[Assignment]
Each line of the data that includes "ErrorKind" must be copied.
#### Supplied data ####
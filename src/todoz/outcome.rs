//! # Outcome
//!
//! Every facade operation returns an [`Outcome`]: either the command's
//! [`CmdResult`] or a [`Failure`] carrying an [`ErrorKind`] and a
//! human-readable message. Errors never cross the facade as `Err`.
//!
//! `Outcome` serializes to the response envelope consumed by formatters:
//!
//! ```text
//! {"status": "success", "message": "...", "userId": "..."}      register, login
//! {"status": "success", "message": "...", "todo": {...}}        add
//! {"status": "success", "message": "...", "updatedTodo": {...}} update
//! {"status": "success", "todos": [...]}                         list, filter, search
//! {"status": "success", "message": "..."}                       password, delete
//! {"status": "error", "message": "..."}                         any failure
//! ```

use crate::commands::{CmdResult, Payload};
use crate::error::{ErrorKind, Result, TodozError};
use crate::model::Todo;
use serde::ser::{Serialize, SerializeMap, Serializer};
use uuid::Uuid;

#[derive(Debug, Clone, PartialEq, Eq)]
pub struct Failure {
    pub kind: ErrorKind,
    pub message: String,
}

impl From<TodozError> for Failure {
    fn from(err: TodozError) -> Self {
        Self {
            kind: err.kind(),
            message: err.to_string(),
        }
    }
}

#[derive(Debug, Clone, PartialEq, Eq)]
pub enum Outcome {
    Success(CmdResult),
    Failure(Failure),
}

impl Outcome {
    pub fn failure(kind: ErrorKind, message: impl Into<String>) -> Self {
        Outcome::Failure(Failure {
            kind,
            message: message.into(),
        })
    }

    pub fn is_success(&self) -> bool {
        matches!(self, Outcome::Success(_))
    }

    pub fn result(&self) -> Option<&CmdResult> {
        match self {
            Outcome::Success(result) => Some(result),
            Outcome::Failure(_) => None,
        }
    }

    pub fn error(&self) -> Option<&Failure> {
        match self {
            Outcome::Failure(failure) => Some(failure),
            Outcome::Success(_) => None,
        }
    }

    pub fn kind(&self) -> Option<ErrorKind> {
        self.error().map(|f| f.kind)
    }

    /// First command message or failure message.
    pub fn message(&self) -> Option<&str> {
        match self {
            Outcome::Success(result) => result.headline(),
            Outcome::Failure(failure) => Some(&failure.message),
        }
    }

    pub fn user_id(&self) -> Option<Uuid> {
        self.result().and_then(CmdResult::user_id)
    }

    pub fn todo(&self) -> Option<&Todo> {
        self.result().and_then(CmdResult::todo)
    }

    /// Listed todos; empty for failures and non-listing operations.
    pub fn todos(&self) -> &[Todo] {
        self.result().map(CmdResult::todos).unwrap_or_default()
    }
}

impl From<Result<CmdResult>> for Outcome {
    fn from(result: Result<CmdResult>) -> Self {
        match result {
            Ok(result) => Outcome::Success(result),
            Err(err) => Outcome::Failure(err.into()),
        }
    }
}

impl Serialize for Outcome {
    fn serialize<S: Serializer>(&self, serializer: S) -> std::result::Result<S::Ok, S::Error> {
        let mut map = serializer.serialize_map(None)?;
        match self {
            Outcome::Failure(failure) => {
                map.serialize_entry("status", "error")?;
                map.serialize_entry("message", &failure.message)?;
            }
            Outcome::Success(result) => {
                map.serialize_entry("status", "success")?;
                if let Some(headline) = result.headline() {
                    map.serialize_entry("message", headline)?;
                }
                match &result.payload {
                    Payload::None => {}
                    Payload::UserId(id) => map.serialize_entry("userId", id)?,
                    Payload::Todo(todo) => map.serialize_entry("todo", todo)?,
                    Payload::UpdatedTodo(todo) => map.serialize_entry("updatedTodo", todo)?,
                    Payload::Todos(todos) => map.serialize_entry("todos", todos)?,
                }
            }
        }
        map.end()
    }
}

#[cfg(test)]
mod tests {
    use super::*;
    use crate::commands::CmdMessage;
    use serde_json::json;

    #[test]
    fn failure_envelope_has_status_and_message() {
        let outcome = Outcome::from(Err::<CmdResult, _>(TodozError::invalid(
            "Invalid password.",
        )));
        let value = serde_json::to_value(&outcome).unwrap();
        assert_eq!(
            value,
            json!({"status": "error", "message": "Invalid password."})
        );
        assert_eq!(outcome.kind(), Some(ErrorKind::InvalidInput));
    }

    #[test]
    fn user_id_envelope_uses_camel_case() {
        let id = Uuid::new_v4();
        let result = CmdResult::default()
            .with_user_id(id)
            .with_message(CmdMessage::success("Login successful."));
        let value = serde_json::to_value(Outcome::Success(result)).unwrap();

        assert_eq!(value["status"], "success");
        assert_eq!(value["message"], "Login successful.");
        assert_eq!(value["userId"], id.to_string());
    }

    #[test]
    fn updated_todo_uses_its_own_key() {
        let todo = Todo::new("Title".into(), None);
        let value =
            serde_json::to_value(Outcome::Success(CmdResult::default().with_updated_todo(todo)))
                .unwrap();
        assert!(value.get("updatedTodo").is_some());
        assert!(value.get("todo").is_none());
    }

    #[test]
    fn info_messages_reach_the_envelope() {
        let todo = Todo::new("Title".into(), None);
        let result = CmdResult::default()
            .with_updated_todo(todo)
            .with_message(CmdMessage::info("Nothing to update."));
        let value = serde_json::to_value(Outcome::Success(result)).unwrap();
        assert_eq!(value["message"], "Nothing to update.");
        assert!(value.get("updatedTodo").is_some());
    }

    #[test]
    fn listings_render_as_todos_array() {
        let todos = vec![
            Todo::new("A".into(), None),
            Todo::new("B".into(), None),
        ];
        let value =
            serde_json::to_value(Outcome::Success(CmdResult::default().with_todos(todos))).unwrap();
        assert_eq!(value["todos"].as_array().unwrap().len(), 2);
        assert!(value.get("message").is_none());
    }

    #[test]
    fn accessors_are_empty_on_failure() {
        let outcome = Outcome::failure(ErrorKind::NotFound, "gone");
        assert!(!outcome.is_success());
        assert!(outcome.user_id().is_none());
        assert!(outcome.todo().is_none());
        assert!(outcome.todos().is_empty());
        assert_eq!(outcome.message(), Some("gone"));
    }
}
####
[Answer section]
//! [`CmdResult`] or a [`Failure`] carrying an [`ErrorKind`] and a
use crate::error::{ErrorKind, Result, TodozError};
    pub kind: ErrorKind,
    pub fn failure(kind: ErrorKind, message: impl Into<String>) -> Self {
    pub fn kind(&self) -> Option<ErrorKind> {
        assert_eq!(outcome.kind(), Some(ErrorKind::InvalidInput));
        let outcome = Outcome::failure(ErrorKind::NotFound, "gone");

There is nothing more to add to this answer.